For creating a new workbook, specify workbook purpose, worksheet names, initial data, and formatting expectations. The skill’s source workflow points to EXCEL_CREATE_WORKBOOK for generating a new .xlsx and uploading it to OneDrive, then using the returned file path or URL for later operations.
Practical workflow to follow
Start with a small, verifiable operation: create one workbook, write one sheet, or update a limited range. After the agent returns a file URL, spreadsheet ID, or update result, ask it to inspect or summarize what changed before continuing.
For Google Sheets writes, the source skill highlights GOOGLESHEETS_BATCH_UPDATE, which needs spreadsheet_id, sheet_name, and values. Treat the 2D array as the contract: rows and columns should match the target range exactly unless you are appending.
Excel Automation skill FAQ
Is Excel Automation only for Microsoft Excel?
No. The skill is named Excel Automation, but the source explicitly supports Microsoft Excel through OneDrive and Google Sheets through the googlesheets toolkit. Use Excel when you need .xlsx files in OneDrive. Use Google Sheets when the workflow depends on spreadsheet IDs, browser-based sheets, or GOOGLESHEETS_BATCH_UPDATE.
How is this better than an ordinary prompt?
A normal prompt can describe spreadsheet steps. This Excel Automation skill gives the agent a tool-oriented workflow: check Rube MCP connectivity, call workbook creation tools, use spreadsheet IDs and sheet names, and pass values in the shape expected by the integration. That reduces guesswork when the goal is to perform actions, not just explain them.
Can beginners use this Excel Automation guide?
Yes, if they can provide the spreadsheet link, tab name, and desired result. Beginners should avoid vague instructions like “clean this sheet” and instead describe the exact target columns, rows, and formatting. The skill does not remove the need to authorize accounts through Rube MCP.

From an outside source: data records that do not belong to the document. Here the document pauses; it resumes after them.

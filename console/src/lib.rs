//! Query console.
//!
//! Client side of the query dashboard: the submission state machine, the
//! gateway client, result rendering and table previews. The `query-console`
//! binary wraps them in a terminal REPL.

pub mod client;
pub mod error;
pub mod preview;
pub mod render;
pub mod samples;
pub mod state;

// Re-export commonly used types
pub use client::{GatewayClient, DEFAULT_GATEWAY_URL};
pub use error::{ConsoleError, ConsoleResult};
pub use preview::{load_previews, TablePreview};
pub use render::{render_results, TableView};
pub use state::{Mode, Phase, QueryConsole, StatusKind, Submission, Ticket};
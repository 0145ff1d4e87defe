//! Table allow-list for previews.

use crate::errors::{AppError, AppResult};

/// Fixed, server-held set of tables that may be previewed.
///
/// Names are matched exactly. [`TableAllowList::resolve`] hands back the
/// list's own copy of the name so that statements are never built from
/// client-supplied text.
#[derive(Debug, Clone)]
pub struct TableAllowList {
    tables: Vec<String>,
}

impl TableAllowList {
    /// Creates an allow-list from configured names (order is kept for listing).
    pub fn new<I, S>(tables: I) -> Self
    where
        I: IntoIterator<Item = S>,
        S: Into<String>,
    {
        let mut list: Vec<String> = Vec::new();
        for table in tables {
            let table = table.into();
            if !list.contains(&table) {
                list.push(table);
            }
        }
        Self { tables: list }
    }

    /// Returns the allow-listed name equal to `requested`.
    pub fn resolve(&self, requested: &str) -> AppResult<&str> {
        self.tables
            .iter()
            .find(|t| t.as_str() == requested)
            .map(String::as_str)
            .ok_or_else(|| AppError::TableNotAllowed(requested.to_string()))
    }

    /// Allow-listed names in configured order.
    pub fn names(&self) -> &[String] {
        &self.tables
    }
}

#[cfg(test)]
mod tests {
    use super::*;

    fn list() -> TableAllowList {
        TableAllowList::new(["Customers", "Orders", "Shippings", "Orders"])
    }

    #[test]
    fn test_resolve_known_table() {
        assert_eq!(list().resolve("Orders").unwrap(), "Orders");
    }

    #[test]
    fn test_rejects_unknown_and_injected_names() {
        for name in ["users", "customers", "Customers; DROP TABLE Orders", "Customers--", ""] {
            assert!(matches!(list().resolve(name), Err(AppError::TableNotAllowed(_))), "{}", name);
        }
    }

    #[test]
    fn test_names_are_deduplicated_in_order() {
        assert_eq!(list().names(), &["Customers", "Orders", "Shippings"]);
    }
}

When should I not install this skill?
Do not install it for local-only Excel desktop automation, VBA macro development, heavy data engineering, or complex financial modeling that requires deep audit trails before every change. It is best for connected cloud spreadsheet operations, not for replacing a full ETL pipeline or spreadsheet governance process.
How to Improve Excel Automation skill
Improve Excel Automation results with precise spreadsheet context
The biggest quality lever is specificity. Give the agent the workbook URL or spreadsheet ID, the exact tab name, column headers, the intended write mode, and formatting rules. If you need an upsert, name the unique key column. If you need formulas preserved, say which columns must not be touched.
Good inputs prevent the two most common spreadsheet automation failures: writing to the wrong location and flattening structured data into the wrong shape.
Prevent range, schema, and overwrite mistakes
Before large updates, ask the agent to confirm the target sheet, planned range, and row count. For sensitive files, instruct it to create a new worksheet or workbook copy first. When sending data, keep arrays rectangular: every row should have the same number of columns unless the tool explicitly supports sparse updates.
If dates, currencies, percentages, or formulas matter, specify the display format separately from the raw value. Spreadsheet APIs often accept values and formatting as different concerns.
Iterate after the first output
After the first tool result, review the returned URL, file path, or update summary. Then ask for a verification pass: “Confirm the rows were appended to Pipeline, summarize the new row count, and list any formatting that could not be applied.”
For recurring workflows, save a reusable prompt containing the platform, sheet names, schema, update rules, and connection assumptions. That turns Excel Automation from a one-off helper into a repeatable spreadsheet workflow assistant.